Mashkode-bizhiki | Plains bison herd successfully re-established to The Key First Nation in Saskatchewan
Today, the Honourable Steven Guilbeault, Minister of Environment and Climate Change and Minister responsible for Parks Canada, and Jennifer McKillop, Saskatchewan Regional Vice-President for Nature Conservancy of Canada, announced that 40 plains bison were successfully translocated to establish a new herd with The Key First Nation in Treaty 4. This marks a historic moment for The Key First Nation; a nation that has worked closely with Parks Canada and the Nature Conservancy of Canada to return these culturally significant animals to their traditional lands.

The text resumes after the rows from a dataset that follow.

//! Input device discovery & multitouch slot assembly (evdev 0.13.2 compatible)

use std::time::Instant;

use evdev::{AbsoluteAxisCode, Device, EventType, InputEvent, SynchronizationCode};
use touchrec::{Frame, Touch};

#[derive(Debug, Clone)]
pub struct DeviceInfo {
    pub path: String,
    pub name: String,
}

pub fn discover_multitouch() -> Vec<DeviceInfo> {
    let mut out = vec![];
    if let Ok(rd) = std::fs::read_dir("/dev/input") {
        for e in rd.flatten() {
            let p = e.path();
            if !p
                .file_name()
                .and_then(|s| s.to_str())
                .is_some_and(|s| s.starts_with("event"))
            {
                continue;
            }
            if let Ok(dev) = Device::open(&p) {
                let has_abs = dev.supported_events().contains(EventType::ABSOLUTE);
                let has_mt = dev.supported_absolute_axes().is_some_and(|a| {
                    a.contains(AbsoluteAxisCode::ABS_MT_SLOT)
                        && a.contains(AbsoluteAxisCode::ABS_MT_POSITION_X)
                        && a.contains(AbsoluteAxisCode::ABS_MT_POSITION_Y)
                });
                if has_abs && has_mt {
                    out.push(DeviceInfo {
                        path: p.display().to_string(),
                        name: dev.name().unwrap_or("unknown").to_string(),
                    });
                }
            }
        }
    }
    out
}

#[derive(Debug, Clone, Default)]
struct SlotState {
    tracking_id: i32, // -1 = inactive
    x: f32,
    y: f32,
    major: f32,
    minor: f32,
    pressure: f32,
    active: bool,
}

/// Turns the type-B multitouch protocol (slots + `SYN_REPORT`) into frames
/// of raw device coordinates.
#[derive(Debug)]
pub struct SlotAssembler {
    slots: Vec<SlotState>,
    // None while the device addresses a slot past our capacity
    cur_slot: Option<usize>,
    start_instant: Instant,
}

impl Default for SlotAssembler {
    fn default() -> Self {
        Self::new(touchrec::MAX_BLOBS)
    }
}

impl SlotAssembler {
    pub fn new(slot_count: usize) -> Self {
        Self {
            slots: vec![
                SlotState {
                    tracking_id: -1,
                    ..SlotState::default()
                };
                slot_count.max(1)
            ],
            cur_slot: Some(0),
            start_instant: Instant::now(),
        }
    }

    fn now_ms(&self) -> u64 {
        self.start_instant.elapsed().as_millis() as u64
    }

    fn slot(&mut self) -> Option<&mut SlotState> {
        self.cur_slot.and_then(|i| self.slots.get_mut(i))
    }

    /// Slots beyond capacity are ignored until the device selects a valid one.
    pub fn on_slot(&mut self, slot: i32) {
        self.cur_slot = usize::try_from(slot).ok().filter(|&i| i < self.slots.len());
    }

    pub fn on_tracking_id(&mut self, tracking_id: i32) {
        let Some(s) = self.slot() else {
            return;
        };
        if tracking_id < 0 {
            s.tracking_id = -1;
            s.active = false;
        } else {
            // new contact keeps the last position until the device reports one
            *s = SlotState {
                tracking_id,
                active: true,
                ..s.clone()
            };
        }
    }

    pub fn on_pos_x(&mut self, raw: i32) {
        if let Some(s) = self.slot() {
            s.x = raw as f32;
        }
    }

    pub fn on_pos_y(&mut self, raw: i32) {
        if let Some(s) = self.slot() {
            s.y = raw as f32;
        }
    }

    pub fn on_touch_major(&mut self, raw: i32) {
        if let Some(s) = self.slot() {
            s.major = raw as f32;
        }
    }

    pub fn on_touch_minor(&mut self, raw: i32) {
        if let Some(s) = self.slot() {
            s.minor = raw as f32;
        }
    }

    pub fn on_pressure(&mut self, raw: i32) {
        if let Some(s) = self.slot() {
            s.pressure = raw as f32;
        }
    }

    /// Feeds one event; returns a frame on `SYN_REPORT`.
    pub fn on_event(&mut self, ev: &InputEvent) -> Option<Frame> {
        if ev.event_type() == EventType::ABSOLUTE {
            match ev.code() {
                c if c == AbsoluteAxisCode::ABS_MT_SLOT.0 => self.on_slot(ev.value()),
                c if c == AbsoluteAxisCode::ABS_MT_TRACKING_ID.0 => self.on_tracking_id(ev.value()),
                c if c == AbsoluteAxisCode::ABS_MT_POSITION_X.0 => self.on_pos_x(ev.value()),
                c if c == AbsoluteAxisCode::ABS_MT_POSITION_Y.0 => self.on_pos_y(ev.value()),
                c if c == AbsoluteAxisCode::ABS_MT_TOUCH_MAJOR.0 => self.on_touch_major(ev.value()),
                c if c == AbsoluteAxisCode::ABS_MT_TOUCH_MINOR.0 => self.on_touch_minor(ev.value()),
                c if c == AbsoluteAxisCode::ABS_MT_PRESSURE.0 => self.on_pressure(ev.value()),
                _ => {}
            }
        } else if ev.event_type() == EventType::SYNCHRONIZATION
            && ev.code() == SynchronizationCode::SYN_REPORT.0
        {
            return Some(self.on_syn_report());
        }
        None
    }

    pub fn on_syn_report(&mut self) -> Frame {
        let touches = self
            .slots
            .iter()
            .filter(|s| s.active && s.tracking_id >= 0)
            .enumerate()
            .map(|(i, s)| Touch {
                id: i as u32,
                x: s.x,
                y: s.y,
                dim_x: s.major,
                dim_y: if s.minor > 0.0 { s.minor } else { s.major },
                intensity: s.pressure,
            })
            .collect();
        Frame::new(self.now_ms(), touches)
    }
}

Bison are an iconic symbol of the grasslands and, once numbered in the tens of millions, were relied upon as a staple part of the lives of Indigenous peoples. The near-extinction of bison – culminating in the 1880s due to over-hunting – resulted in economic, spiritual and cultural devastation for Indigenous peoples on the Prairies. A total of 20 plains bison from Grasslands National Park and 20 from Old Man on His Back Prairie and Heritage Conservation Area (OMB) in Saskatchewan have been successfully translocated to The Key First Nation’s lands. With this transfer of animals, The Key First Nation, Parks Canada and NCC are working in collaboration toward the survival and well-being of these iconic and majestic animals.
Returning mashkode-bizhiki to The Key First Nation advances Indigenous-led conservation of a threatened species, including through Indigenous ecological knowledge, partnerships between nations and stakeholders, and improved cultural and socio-economic opportunities for the Anishinaabe people.
“Repatriation of bison is the true cultural revitalization piece for our Anishinaabe people immediately creating unity and togetherness within the community chi-miigwech.” Christopher Gareau
Councillor for The Key First Nation
“The near extinction of plains bison was a devastating loss for Indigenous peoples across the Great Northern Plains. This collaboration with The Key First Nation to return plains bison to their land is a positive example of Parks Canada and Indigenous peoples working together and taking important steps toward conserving natural and cultural heritage, and sharing the stories of this majestic animal.” The Honourable Marc Miller
Minister of Crown-Indigenous Relations
“Indigenous peoples of North America lived alongside bison for thousands of years, and in many Indigenous cultures, bison and humans are inextricably linked. The grazing patterns of bison also help shape the vegetation composition, ecosystem function and structure of the Prairies. Partnerships with Indigenous communities are a vital part of NCC’s work as a land conservation organization. We strive to ensure that collaborating with Indigenous peoples becomes a routine part of our conservation work. We are honoured to help establish a plains bison herd for The Key First Nation.” Jennifer McKillop
Saskatchewan Regional Vice-President for Nature Conservancy of Canada
The Key First Nation homeland is part of the territory covered by the terms of Treaty 4 (1874), located in Norquay; part of the Fort Pelly district in eastern Saskatchewan.
Over the past decade, Grasslands National Park staff have worked closely with Indigenous communities that have applied to receive bison to bring this culturally significant animal back to their traditional rangeland, while also facilitating cultural or socio-economic opportunities. Any Nation interested in this opportunity is encouraged to contact Grasslands National Park for more information.
In 2003, a group of 50 plains bison calves were translocated from Elk Island National Park to OMB, where plains bison had once roamed in the thousands but had almost become extirpated (locally extinct) in the early 1900s.The herd provides visitors to OMB the opportunity to safely view plains bison in their natural habitat.
An additional 10 plains bison will be selected from Grasslands National Park and translocated to OMB this winter, to supplement the herd. Working together with Indigenous Nations and conservation partners allows for both the establishment of new herds, while managing existing populations to maintain sufficient grazing land, and the protection of vegetation communities and rangeland for other species.